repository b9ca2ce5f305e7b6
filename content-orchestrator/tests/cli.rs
use assert_cmd::Command;
use predicates::prelude::*;
use std::fs::write;
use std::path::Path;
use tempfile::{tempdir, NamedTempFile};

/// Config whose collaborators are never reachable; only offline paths may be exercised with it.
fn create_config(ledger_path: &Path) -> NamedTempFile {
    let config = NamedTempFile::new().expect("Creating temp config file failed");
    let yaml = format!(
        "ledger:\n  path: {}\ncollaborators:\n  viral_url: http://127.0.0.1:9/viral\n  thumbnail_url: http://127.0.0.1:9/thumbnail\n  ad_url: http://127.0.0.1:9/ad\n  poster_url: http://127.0.0.1:9/post\n  scheduler_url: http://127.0.0.1:9/schedule\n",
        ledger_path.display()
    );
    write(config.path(), yaml).expect("Writing temp config failed");
    config
}

fn create_input(yaml: &str) -> NamedTempFile {
    let input = NamedTempFile::new().expect("Creating temp input file failed");
    write(input.path(), yaml).expect("Writing temp input failed");
    input
}

fn cmd() -> Command {
    let mut cmd = Command::cargo_bin("content-orchestrator").expect("Binary exists");
    cmd.env_remove("COLLABORATOR_API_KEY");
    cmd
}

#[test]
fn help_lists_every_subcommand() {
    cmd().arg("--help").assert().success().stdout(
        predicate::str::contains("orchestrate")
            .and(predicate::str::contains("rerun"))
            .and(predicate::str::contains("show-content"))
            .and(predicate::str::contains("show-run"))
            .and(predicate::str::contains("list-content"))
            .and(predicate::str::contains("sweep")),
    );
}

#[test]
fn draft_orchestration_is_persisted_and_readable() {
    let dir = tempdir().unwrap();
    let config = create_config(&dir.path().join("ledger.json"));
    let input = create_input(
        "owner_id: owner-7\ntitle: Test Video\ntarget_platforms: [youtube, tiktok]\npublish_strategy: draft\n",
    );

    let output = cmd()
        .arg("orchestrate")
        .arg("--config")
        .arg(config.path())
        .arg("--input")
        .arg(input.path())
        .output()
        .expect("running orchestrate");
    assert!(output.status.success(), "orchestrate failed: {output:?}");

    let result: serde_json::Value =
        serde_json::from_slice(&output.stdout).expect("orchestrate prints JSON");
    assert_eq!(result["status"], "ready");
    assert_eq!(result["platform_adaptations"]["youtube"]["title"], "Test Video");
    assert!(result["distribution_results"].is_null());
    let content_id = result["content_id"].as_str().expect("content id").to_string();
    let run_id = result["run_id"].as_str().expect("run id").to_string();

    cmd()
        .arg("show-content")
        .arg("--config")
        .arg(config.path())
        .arg("--id")
        .arg(&content_id)
        .assert()
        .success()
        .stdout(predicate::str::contains("\"status\": \"ready\"").and(predicate::str::contains(&run_id)));

    cmd()
        .arg("show-run")
        .arg("--config")
        .arg(config.path())
        .arg("--id")
        .arg(&run_id)
        .assert()
        .success()
        .stdout(predicate::str::contains("\"status\": \"completed\""));

    cmd()
        .arg("list-content")
        .arg("--config")
        .arg(config.path())
        .arg("--owner")
        .arg("owner-7")
        .assert()
        .success()
        .stdout(predicate::str::contains(&content_id));

    cmd()
        .arg("rerun")
        .arg("--config")
        .arg(config.path())
        .arg("--content-id")
        .arg(&content_id)
        .assert()
        .success()
        .stdout(predicate::str::contains(&content_id).and(predicate::str::contains("\"ready\"")));
}

#[test]
fn unknown_ids_print_not_found() {
    let dir = tempdir().unwrap();
    let config = create_config(&dir.path().join("ledger.json"));

    for sub in ["show-content", "show-run"] {
        cmd()
            .arg(sub)
            .arg("--config")
            .arg(config.path())
            .arg("--id")
            .arg("missing")
            .assert()
            .success()
            .stdout(predicate::str::contains("not found"));
    }
    cmd()
        .arg("rerun")
        .arg("--config")
        .arg(config.path())
        .arg("--content-id")
        .arg("missing")
        .assert()
        .success()
        .stdout(predicate::str::contains("not found"));
}

#[test]
fn scheduled_submission_without_time_is_rejected() {
    let dir = tempdir().unwrap();
    let config = create_config(&dir.path().join("ledger.json"));
    let input = create_input(
        "owner_id: owner-7\ntitle: Later\ntarget_platforms: [youtube]\npublish_strategy: scheduled\n",
    );

    cmd()
        .arg("orchestrate")
        .arg("--config")
        .arg(config.path())
        .arg("--input")
        .arg(input.path())
        .assert()
        .failure()
        .stderr(predicate::str::contains("schedule time"));

    cmd()
        .arg("list-content")
        .arg("--config")
        .arg(config.path())
        .arg("--owner")
        .arg("owner-7")
        .assert()
        .success()
        .stdout(predicate::str::contains("[]"));
}

#[test]
fn sweep_on_an_empty_ledger_reports_nothing() {
    let dir = tempdir().unwrap();
    let config = create_config(&dir.path().join("ledger.json"));

    cmd()
        .arg("sweep")
        .arg("--config")
        .arg(config.path())
        .arg("--stale-after-secs")
        .arg("3600")
        .assert()
        .success()
        .stdout(predicate::str::contains("[]"));
}

use std::sync::{Arc, Mutex};
use tracing_subscriber::prelude::*;
use tracing_subscriber::{layer::Context, Layer, Registry};

/// Custom Layer to collect emitted event messages.
struct EventCollector {
    events: Arc<Mutex<Vec<String>>>,
}

impl<S> Layer<S> for EventCollector
where
    S: tracing::Subscriber,
{
    fn on_event(&self, event: &tracing::Event<'_>, _ctx: Context<'_, S>) {
        self.events.lock().unwrap().push(format!("{event:?}"));
    }
}

#[tokio::test]
async fn emits_trace_initialised_event() {
    let events = Arc::new(Mutex::new(Vec::new()));
    let collector = EventCollector {
        events: events.clone(),
    };
    let subscriber = Registry::default().with(collector);
    let _guard = tracing::subscriber::set_default(subscriber);

    use content_orchestrator::cli::{run, Cli, Commands};

    let cli = Cli {
        command: Commands::ShowContent {
            config: std::path::PathBuf::from("dummy.yaml"),
            id: "anything".to_string(),
        },
    };

    let result = run(cli).await;
    assert!(result.is_err(), "a missing config file must fail");

    let event_msgs = events.lock().unwrap();
    assert!(
        event_msgs.iter().any(|msg| msg.contains("trace_initialised")),
        "Expected a 'trace_initialised' trace event, got: {:?}",
        event_msgs
    );
}
//! Asset aggregation: gathers generated images and the original media per platform.

use crate::model::{GeneratedAssets, OptimizationResults, Platform};

/// Collects thumbnail and ad creative URLs and maps the original media reference onto every
/// target platform. Deterministic; performs no I/O.
pub fn aggregate_assets(
    results: &OptimizationResults,
    media_url: Option<&str>,
    platforms: &[Platform],
) -> GeneratedAssets {
    let thumbnails = results
        .thumbnail
        .iter()
        .map(|t| t.image_url.clone())
        .collect();
    let ad_creatives = results.ad.iter().map(|a| a.image_url.clone()).collect();
    let platform_media = match media_url {
        Some(url) => platforms
            .iter()
            .map(|p| (p.clone(), url.to_string()))
            .collect(),
        None => Default::default(),
    };

    GeneratedAssets {
        thumbnails,
        ad_creatives,
        platform_media,
    }
}

#[cfg(test)]
mod tests {
    use super::*;
    use crate::model::{GeneratedAd, GeneratedThumbnail};

    #[test]
    fn collects_generated_urls_and_propagates_media() {
        let results = OptimizationResults {
            viral: None,
            thumbnail: Some(GeneratedThumbnail {
                analysis_id: "t".into(),
                image_url: "https://img/t.png".into(),
                score: 80.0,
            }),
            ad: Some(GeneratedAd {
                analysis_id: "a".into(),
                image_url: "https://img/a.png".into(),
                headline: "h".into(),
                score: 50.0,
            }),
        };
        let assets = aggregate_assets(
            &results,
            Some("https://cdn/v.mp4"),
            &[Platform::YouTube, Platform::TikTok],
        );
        assert_eq!(assets.thumbnails, vec!["https://img/t.png".to_string()]);
        assert_eq!(assets.ad_creatives, vec!["https://img/a.png".to_string()]);
        assert_eq!(assets.platform_media.len(), 2);
        assert_eq!(
            assets.platform_media.get(&Platform::TikTok).map(String::as_str),
            Some("https://cdn/v.mp4")
        );
    }

    #[test]
    fn no_optimizers_and_no_media_yields_empty_assets() {
        let assets = aggregate_assets(&OptimizationResults::default(), None, &[Platform::YouTube]);
        assert_eq!(assets, GeneratedAssets::default());
    }
}
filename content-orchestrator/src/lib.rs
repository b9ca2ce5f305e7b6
pub mod cli;
pub mod client;
pub mod load_config;

pub use cli::{run, Cli, Commands};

TASK GOAL
Each line in the data that holds the word "Writing" must be copied.

ANSWER TO THIS EXERCISE
    write(config.path(), yaml).expect("Writing temp config failed");
    write(input.path(), yaml).expect("Writing temp input failed");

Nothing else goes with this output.